Questo almeno nei propositi, anche se la vicenda ha già abituato in passato a molteplici rinvii. Rimangono da limare i famosi dettagli, che poi non sono altro che alcune modalità di accordo fra i partner (che per un massimo di 5 anni dovranno gestire la squadra di calcio) e il prezzo.
Già, perché come accade in ogni compravendita, DiBenedetto cercherà di limarlo fino all’ultimo, magari valutando meglio alcuni passaggi riguardanti il leasing del centro sportivo di Trigoria. Nulla – a quanto garantiscono le parti - che possa far saltare la trattativa all’ultimo momento. E poi? Più che i passaggi tecnici che dovranno avvenire in seguito (convocazione cda Roma 2000, via libera dell’Antitrust e della Consob, Opa sul 33% rimanente e le due ricapitalizzazioni) incuriosisce cosa accadrà a livello di governance nella società e quale sarà l’organigramma futuro. I due aspetti sono del resto collegati: dopo 18 anni, infatti, si passerà da una gestione monocratica, quella della famiglia Sensi, ad una che prevede un consorzio agire a stretto gomito con una banca, pur essendo previsto nell’accordo una futura dismissione di quote da parte dell’istituto di credito. Come sarà il rapporto di forze, soprattutto nella prima fase?
O per esser ancora più chiari: quanto peserà Unicredit nelle decisioni? Inevitabili le ripercussioni (anche) a livello di organigramma. Al momento, l’uomo forte a Trigoria è il direttore operativo Gianpaolo Montali, individuato da Unicredit come l’optimum in questa fase di transizione. L’ex ct del volley ha preso l’incarico sul serio, adoperandosi ad esempio per i rinnovi di Perrotta e Cassetti ed effettuando diverse scelte a livello di organizzazione. Ma cosa accadrà con l’arrivo di DiBenedetto? Sono mesi che oramai circolano voci che vogliono Franco Baldini – attuale general manager della Nazionale inglese – come uomo scelto dal consorzio Usa. Qualora accettasse l’incarico, ecco che inevitabilmente si prefigurerebbe un remake del famoso film “Una poltrona per due” con ripercussioni anche nella scelta di altre cariche (leggi direttore sportivo).
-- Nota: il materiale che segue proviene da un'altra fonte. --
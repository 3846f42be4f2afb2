//! 后台调研任务 - 显式注入的任务表与启动器

use chrono::{DateTime, Utc};
use serde::{Deserialize, Serialize};
use std::collections::HashMap;
use std::sync::Arc;
use tokio::sync::RwLock;
use tokio::task::JoinHandle;
use uuid::Uuid;

use crate::research::{ResearchContext, ResearchError, ResearchOrchestrator, ResearchResult};

/// 任务状态
#[derive(Debug, Clone, PartialEq, Serialize, Deserialize)]
#[serde(tag = "status", rename_all = "snake_case")]
pub enum JobStatus {
    InProgress,
    Completed { result: ResearchResult },
    #[serde(rename = "error")]
    Failed { error: String },
}

impl std::fmt::Display for JobStatus {
    fn fmt(&self, f: &mut std::fmt::Formatter<'_>) -> std::fmt::Result {
        match self {
            JobStatus::InProgress => write!(f, "in_progress"),
            JobStatus::Completed { .. } => write!(f, "completed"),
            JobStatus::Failed { .. } => write!(f, "error"),
        }
    }
}

/// 一个后台调研任务的记录
#[derive(Debug, Clone, PartialEq, Serialize, Deserialize)]
pub struct ResearchJob {
    pub id: String,
    pub query: String,
    #[serde(flatten)]
    pub status: JobStatus,
    pub progress: usize,
    pub total_iterations: usize,
    pub started_at: DateTime<Utc>,
    pub finished_at: Option<DateTime<Utc>>,
}

impl ResearchJob {
    pub fn new(id: String, query: String, total_iterations: usize) -> Self {
        Self {
            id,
            query,
            status: JobStatus::InProgress,
            progress: 0,
            total_iterations,
            started_at: Utc::now(),
            finished_at: None,
        }
    }
}

#[derive(Debug, thiserror::Error)]
pub enum JobError {
    #[error("research job not found: {0}")]
    NotFound(String),
    #[error("research job {id} is not completed (status: {status})")]
    NotCompleted { id: String, status: String },
    #[error(transparent)]
    Research(#[from] ResearchError),
}

/// 任务表，可在多个启动器之间共享
#[derive(Debug, Clone, Default)]
pub struct ResearchJobStore {
    jobs: Arc<RwLock<HashMap<String, ResearchJob>>>,
}

impl ResearchJobStore {
    pub fn new() -> Self {
        Self::default()
    }

    pub async fn insert(&self, job: ResearchJob) {
        self.jobs.write().await.insert(job.id.clone(), job);
    }

    /// 标记任务完成，进度置为总轮数
    pub async fn complete(&self, id: &str, result: ResearchResult) {
        if let Some(job) = self.jobs.write().await.get_mut(id) {
            job.progress = job.total_iterations;
            job.status = JobStatus::Completed { result };
            job.finished_at = Some(Utc::now());
        }
    }

    pub async fn fail(&self, id: &str, error: String) {
        if let Some(job) = self.jobs.write().await.get_mut(id) {
            job.status = JobStatus::Failed { error };
            job.finished_at = Some(Utc::now());
        }
    }

    pub async fn get(&self, id: &str) -> Option<ResearchJob> {
        self.jobs.read().await.get(id).cloned()
    }

    /// 全部任务，按启动时间排序
    pub async fn list(&self) -> Vec<ResearchJob> {
        let mut jobs: Vec<ResearchJob> = self.jobs.read().await.values().cloned().collect();
        jobs.sort_by_key(|job| job.started_at);
        jobs
    }
}

/// 已启动的任务
pub struct StartedJob {
    pub id: String,
    pub handle: JoinHandle<()>,
}

/// 后台任务启动器
#[derive(Clone)]
pub struct ResearchJobRunner {
    context: ResearchContext,
    store: ResearchJobStore,
}

impl ResearchJobRunner {
    pub fn new(context: ResearchContext, store: ResearchJobStore) -> Self {
        Self { context, store }
    }

    pub fn store(&self) -> &ResearchJobStore {
        &self.store
    }

    /// 校验配置并在后台启动一次调研
    pub async fn start(
        &self,
        query: &str,
        requested_iterations: usize,
    ) -> Result<StartedJob, JobError> {
        let total_iterations = self
            .context
            .config
            .research_iteration_limit(requested_iterations)?;

        let id = Uuid::new_v4().to_string();
        self.store
            .insert(ResearchJob::new(id.clone(), query.to_string(), total_iterations))
            .await;
        tracing::info!(job_id = %id, total_iterations, "research job started");

        let context = self.context.clone();
        let store = self.store.clone();
        let job_id = id.clone();
        let query = query.to_string();
        let handle = tokio::spawn(async move {
            match ResearchOrchestrator
                .run(&context, &query, total_iterations)
                .await
            {
                Ok(result) => {
                    tracing::info!(
                        job_id = %job_id,
                        iterations = result.iterations,
                        "research job completed"
                    );
                    store.complete(&job_id, result).await;
                }
                Err(e) => {
                    tracing::error!(job_id = %job_id, error = %e, "research job failed");
                    store.fail(&job_id, e.to_string()).await;
                }
            }
        });

        Ok(StartedJob { id, handle })
    }

    pub async fn status(&self, id: &str) -> Result<ResearchJob, JobError> {
        self.store
            .get(id)
            .await
            .ok_or_else(|| JobError::NotFound(id.to_string()))
    }

    /// 已完成任务的调研结果
    pub async fn result(&self, id: &str) -> Result<ResearchResult, JobError> {
        let job = self.status(id).await?;
        match job.status {
            JobStatus::Completed { result } => Ok(result),
            other => Err(JobError::NotCompleted {
                id: id.to_string(),
                status: other.to_string(),
            }),
        }
    }

    /// 最近启动的任务
    pub async fn latest(&self) -> Option<ResearchJob> {
        self.store.list().await.pop()
    }

    pub async fn list(&self) -> Vec<ResearchJob> {
        self.store.list().await
    }
}
//! 模型输出中的搜索词列表解析
//!
//! 语法：
//! ```text
//! list    := '[' ws ( string ( ws ',' ws string )* ( ws ',' )? )? ws ']'
//! string  := '\'' chars '\'' | '"' chars '"'     (支持反斜杠转义)
//! ```
//! 先在文本中寻找第一个能按上述语法完整解析的方括号列表；找不到时退化为
//! 扫描所有被引号包裹的子串。

use regex::Regex;
use std::sync::LazyLock;

static QUOTED_PATTERN: LazyLock<Regex> =
    LazyLock::new(|| Regex::new(r#"['"]([^'"]+)['"]"#).expect("valid quoted-substring pattern"));

/// 解析结果
#[derive(Debug, Clone, PartialEq, Eq)]
pub enum QueryListParse {
    /// 按列表语法解析成功（非空）
    Parsed(Vec<String>),
    /// 输入为空或只有空白
    Empty,
    /// 列表语法失败，通过引号子串扫描得到（非空）
    Fallback(Vec<String>),
    /// 什么也没提取到
    Unrecognized,
}

impl QueryListParse {
    /// 取出解析到的搜索词；Empty与Unrecognized均返回空列表
    pub fn into_queries(self) -> Vec<String> {
        match self {
            QueryListParse::Parsed(queries) | QueryListParse::Fallback(queries) => queries,
            QueryListParse::Empty | QueryListParse::Unrecognized => Vec::new(),
        }
    }
}

/// 解析模型返回的搜索词列表
pub fn parse_query_list(text: &str) -> QueryListParse {
    let text = text.trim();
    if text.is_empty() {
        return QueryListParse::Empty;
    }

    if let Some(queries) = find_list_literal(text) {
        return QueryListParse::Parsed(queries);
    }

    let quoted = quoted_substrings(text);
    if quoted.is_empty() {
        QueryListParse::Unrecognized
    } else {
        QueryListParse::Fallback(quoted)
    }
}

/// 提取所有被引号包裹的子串
pub fn quoted_substrings(text: &str) -> Vec<String> {
    QUOTED_PATTERN
        .captures_iter(text)
        .filter_map(|captures| captures.get(1))
        .map(|m| m.as_str().trim().to_string())
        .filter(|s| !s.is_empty())
        .collect()
}

/// 从每个'['位置尝试解析，返回第一个非空的字符串列表
fn find_list_literal(text: &str) -> Option<Vec<String>> {
    text.char_indices()
        .filter(|(_, c)| *c == '[')
        .find_map(|(start, _)| {
            parse_list_at(&text[start..])
                .map(|items| {
                    items
                        .into_iter()
                        .map(|item| item.trim().to_string())
                        .filter(|item| !item.is_empty())
                        .collect::<Vec<_>>()
                })
                .filter(|items| !items.is_empty())
        })
}

/// 解析以'['开头的列表字面量
fn parse_list_at(input: &str) -> Option<Vec<String>> {
    let mut chars = input.chars().peekable();
    if chars.next()? != '[' {
        return None;
    }

    let mut items = Vec::new();
    loop {
        skip_whitespace(&mut chars);
        match chars.peek()? {
            ']' => return Some(items),
            '\'' | '"' => items.push(parse_string(&mut chars)?),
            _ => return None,
        }
        skip_whitespace(&mut chars);
        match chars.next()? {
            ',' => continue,
            ']' => return Some(items),
            _ => return None,
        }
    }
}

fn parse_string(chars: &mut std::iter::Peekable<std::str::Chars<'_>>) -> Option<String> {
    let quote = chars.next()?;
    let mut value = String::new();
    loop {
        match chars.next()? {
            '\\' => match chars.next()? {
                'n' => value.push('\n'),
                't' => value.push('\t'),
                other => value.push(other),
            },
            c if c == quote => return Some(value),
            c => value.push(c),
        }
    }
}

fn skip_whitespace(chars: &mut std::iter::Peekable<std::str::Chars<'_>>) {
    while chars.peek().is_some_and(|c| c.is_whitespace()) {
        chars.next();
    }
}
use anyhow::{Context, Result};
use std::path::{Path, PathBuf};
use std::time::{Duration, Instant};

use crate::config::Config;
use crate::research::{ResearchContext, ResearchOrchestrator, ResearchResult};

/// 时间跟踪作用域
pub struct TimingScope {
    start_time: Instant,
    phase_start_times: Vec<(String, Instant)>,
    phase_durations: Vec<(String, Duration)>,
}

impl Default for TimingScope {
    fn default() -> Self {
        Self::new()
    }
}

impl TimingScope {
    pub fn new() -> Self {
        Self {
            start_time: Instant::now(),
            phase_start_times: Vec::new(),
            phase_durations: Vec::new(),
        }
    }

    /// 开始一个新的阶段计时
    pub fn start_phase(&mut self, phase_name: &str) {
        self.phase_start_times
            .push((phase_name.to_string(), Instant::now()));
    }

    /// 结束一个阶段的计时
    pub fn end_phase(&mut self, phase_name: &str) -> Option<Duration> {
        let index = self
            .phase_start_times
            .iter()
            .position(|(name, _)| name == phase_name)?;
        let (name, start_time) = self.phase_start_times.remove(index);
        let duration = start_time.elapsed();
        self.phase_durations.push((name, duration));
        Some(duration)
    }

    /// 获取格式化的执行时间报告，阶段按结束顺序排列
    pub fn generate_timing_report(&self) -> String {
        let mut report = format!(
            "总执行时间: {:.2}秒\n",
            self.start_time.elapsed().as_secs_f64()
        );

        if !self.phase_durations.is_empty() {
            report.push_str("\n各阶段执行时间:\n");
            for (phase, duration) in &self.phase_durations {
                report.push_str(&format!("- {}: {:.3}秒\n", phase, duration.as_secs_f64()));
            }
        }

        report
    }
}

/// 时间跟踪常量
pub struct TimingKeys;

impl TimingKeys {
    pub const GATHER: &'static str = "planning & iterating";
    pub const SYNTHESIZE: &'static str = "synthesizing";
}

/// 一次命令行调研请求
#[derive(Debug, Clone)]
pub struct ResearchRequest {
    pub query: String,
    pub iterations: Option<usize>,
    pub output: Option<PathBuf>,
    pub json: Option<PathBuf>,
}

/// 启动一次调研：校验配置、执行、打印并保存报告
pub async fn launch(config: &Config, request: &ResearchRequest) -> Result<ResearchResult> {
    let requested = request
        .iterations
        .unwrap_or(config.research.default_iterations);
    let iteration_limit = config.research_iteration_limit(requested)?;

    let context = ResearchContext::from_config(config.clone())?;
    let mut timing = TimingScope::new();

    println!("🔍 开始调研: {}", request.query);
    println!("🔁 最大迭代轮数: {}", iteration_limit);

    timing.start_phase(TimingKeys::GATHER);
    let state = ResearchOrchestrator
        .gather(&context, &request.query, iteration_limit)
        .await?;
    timing.end_phase(TimingKeys::GATHER);
    println!(
        "📚 已完成 {} 轮搜索，收集到 {} 条上下文",
        state.iteration,
        state.aggregated_contexts.len()
    );

    timing.start_phase(TimingKeys::SYNTHESIZE);
    let result = ResearchOrchestrator
        .write_report(&context, &request.query, state)
        .await;
    timing.end_phase(TimingKeys::SYNTHESIZE);

    println!("\n{}\n", result.report);

    if let Some(path) = &request.output {
        save_report(path, &result.report)?;
        println!("💾 报告已保存到: {}", path.display());
    }
    if let Some(path) = &request.json {
        save_json(path, &result)?;
        println!("💾 结果已保存到: {}", path.display());
    }

    if config.verbose {
        println!("⏱️ {}", timing.generate_timing_report());
    }
    println!("✅ 调研完成");

    Ok(result)
}

fn save_report(path: &Path, report: &str) -> Result<()> {
    std::fs::write(path, report)
        .with_context(|| format!("Failed to write report: {}", path.display()))
}

fn save_json(path: &Path, result: &ResearchResult) -> Result<()> {
    let content = serde_json::to_string_pretty(result)?;
    std::fs::write(path, content)
        .with_context(|| format!("Failed to write result: {}", path.display()))
}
Se è infatti da escludere in partenza un ritorno di Baldini nelle vesti di ds, l’unica carica che potrebbe stuzzicarlo è quella di direttore generale che poi non è altro quello che sta facendo Montali (che ha il contratto in scadenza, ndc) in questi mesi, seppur sotto altra nomina. Confitto di ruoli all’orizzonte o si riuscirebbe comunque a contemplare entrambe le figure all’interno dell’assetto societario con ruoli diversi? Ma quali? A DiBenedetto (e Unicredit) le risposte.